(Stored items)
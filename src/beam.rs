use crate::random::RandomSource;

/// Micro-timing structure of one beam spill. Times are in nanoseconds.
///
/// Defaults describe the LBNF/NuMI profile: 6 batches of 84 bunches, one
/// bunch every 19 ns, batches 1680 ns apart. The outermost two bunches on
/// each side of a batch carry roughly half the intensity, modeled by a 50%
/// rejection on those indices.
#[derive(Debug, Clone)]
pub struct BeamTiming {
    pub batches: u32,
    pub bunches_per_batch: u32,
    pub bunch_width: f64,
    pub batch_spacing: f64,
    pub edge_rejection: f64,
}

impl Default for BeamTiming {
    fn default() -> Self {
        BeamTiming {
            batches: 6,
            bunches_per_batch: 84,
            bunch_width: 19.0,
            batch_spacing: 1680.0,
            edge_rejection: 0.5,
        }
    }
}

impl BeamTiming {
    /// Upper bound on the times `sample` can return.
    pub fn spill_duration(&self) -> f64 {
        (self.batches - 1) as f64 * self.batch_spacing
            + (self.bunches_per_batch - 1) as f64 * self.bunch_width
            + 1.0
    }

    fn is_edge_bunch(&self, bunch: u32) -> bool {
        bunch <= 1 || bunch + 2 >= self.bunches_per_batch
    }

    /// Draw one interaction time within a spill.
    ///
    /// Rejection sampling over the bunch grid: pick a batch, pick a bunch,
    /// and if the bunch is one of the four edge bunches discard the draw
    /// with probability `edge_rejection` and start over. The rejection
    /// uniform is only consumed for edge bunches. An accepted draw lands
    /// uniformly inside the first nanosecond of its bunch window.
    pub fn sample<R: RandomSource>(&self, rng: &mut R) -> f64 {
        loop {
            let batch = rng.integer(self.batches);
            let bunch = rng.integer(self.bunches_per_batch);
            if self.is_edge_bunch(bunch) && rng.uniform() < self.edge_rejection {
                continue;
            }
            return rng.uniform()
                + bunch as f64 * self.bunch_width
                + batch as f64 * self.batch_spacing;
        }
    }
}

#[cfg(test)]
mod tests {
    use super::*;
    use crate::random::SpillRng;
    use std::collections::VecDeque;

    struct ScriptedRandom {
        uniforms: VecDeque<f64>,
        integers: VecDeque<u32>,
    }

    impl RandomSource for ScriptedRandom {
        fn uniform(&mut self) -> f64 {
            self.uniforms.pop_front().expect("ran out of scripted uniforms")
        }

        fn integer(&mut self, n: u32) -> u32 {
            let v = self.integers.pop_front().expect("ran out of scripted integers");
            assert!(v < n, "scripted integer {} out of range [0, {})", v, n);
            v
        }

        fn poisson(&mut self, _mean: f64) -> usize {
            unreachable!("timing sampler never draws poisson")
        }
    }

    #[test]
    fn test_samples_land_in_bunch_windows() {
        let beam = BeamTiming::default();
        let mut rng = SpillRng::seeded(11);

        for _ in 0..10_000 {
            let t = beam.sample(&mut rng);
            assert!(t >= 0.0 && t < beam.spill_duration());

            let batch = (t / beam.batch_spacing).floor();
            let remainder = t - batch * beam.batch_spacing;
            let bunch = (remainder / beam.bunch_width).floor();
            let frac = remainder - bunch * beam.bunch_width;

            assert!((batch as u32) < beam.batches);
            assert!((bunch as u32) < beam.bunches_per_batch);
            assert!(frac >= 0.0 && frac < 1.0, "time {} outside its bunch window", t);
        }
    }

    #[test]
    fn test_edge_bunch_draw_is_resampled() {
        let beam = BeamTiming::default();
        // First draw hits bunch 0 and fails its rejection check (0.3 < 0.5);
        // second draw hits interior bunch 10 and is accepted.
        let mut rng = ScriptedRandom {
            integers: VecDeque::from([0, 0, 0, 10]),
            uniforms: VecDeque::from([0.3, 0.25]),
        };

        let t = beam.sample(&mut rng);
        assert_eq!(t, 0.25 + 10.0 * 19.0);
    }

    #[test]
    fn test_edge_bunch_draw_can_survive() {
        let beam = BeamTiming::default();
        // Edge bunch 83, rejection uniform 0.9 >= 0.5, so the draw stands.
        let mut rng = ScriptedRandom {
            integers: VecDeque::from([2, 83]),
            uniforms: VecDeque::from([0.9, 0.5]),
        };

        let t = beam.sample(&mut rng);
        assert_eq!(t, 0.5 + 83.0 * 19.0 + 2.0 * 1680.0);
    }

    #[test]
    fn test_interior_bunch_skips_rejection_uniform() {
        let beam = BeamTiming::default();
        // Only one uniform scripted: the in-bunch fraction. An interior
        // bunch must not consume a rejection uniform.
        let mut rng = ScriptedRandom {
            integers: VecDeque::from([1, 42]),
            uniforms: VecDeque::from([0.125]),
        };

        let t = beam.sample(&mut rng);
        assert_eq!(t, 0.125 + 42.0 * 19.0 + 1680.0);
        assert!(rng.uniforms.is_empty());
    }

    #[test]
    fn test_edge_bunches_are_the_outer_two_on_each_side() {
        let beam = BeamTiming::default();
        assert!(beam.is_edge_bunch(0));
        assert!(beam.is_edge_bunch(1));
        assert!(!beam.is_edge_bunch(2));
        assert!(!beam.is_edge_bunch(81));
        assert!(beam.is_edge_bunch(82));
        assert!(beam.is_edge_bunch(83));
    }
}
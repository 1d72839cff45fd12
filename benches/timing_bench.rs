use criterion::{black_box, criterion_group, criterion_main, Criterion};

use spillbuild::assembler::SpillAssembler;
use spillbuild::beam::BeamTiming;
use spillbuild::planner::SpillPlan;
use spillbuild::random::SpillRng;

fn timing_sampler_bench(c: &mut Criterion) {
    let beam = BeamTiming::default();
    c.bench_function("beam_sample", |b| {
        let mut rng = SpillRng::seeded(1);
        b.iter(|| black_box(beam.sample(&mut rng)))
    });
}

fn draw_times_bench(c: &mut Criterion) {
    let assembler = SpillAssembler::new(BeamTiming::default());
    c.bench_function("draw_times_spill", |b| {
        let mut rng = SpillRng::seeded(2);
        b.iter(|| black_box(assembler.draw_times(SpillPlan { beam: 50, rock: 20 }, &mut rng)))
    });
}

criterion_group!(benches, timing_sampler_bench, draw_times_bench);
criterion_main!(benches);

# Brief
In the entries above, how many lines include the word "VecDeque"? Give only that number.

# Output for this exercise
9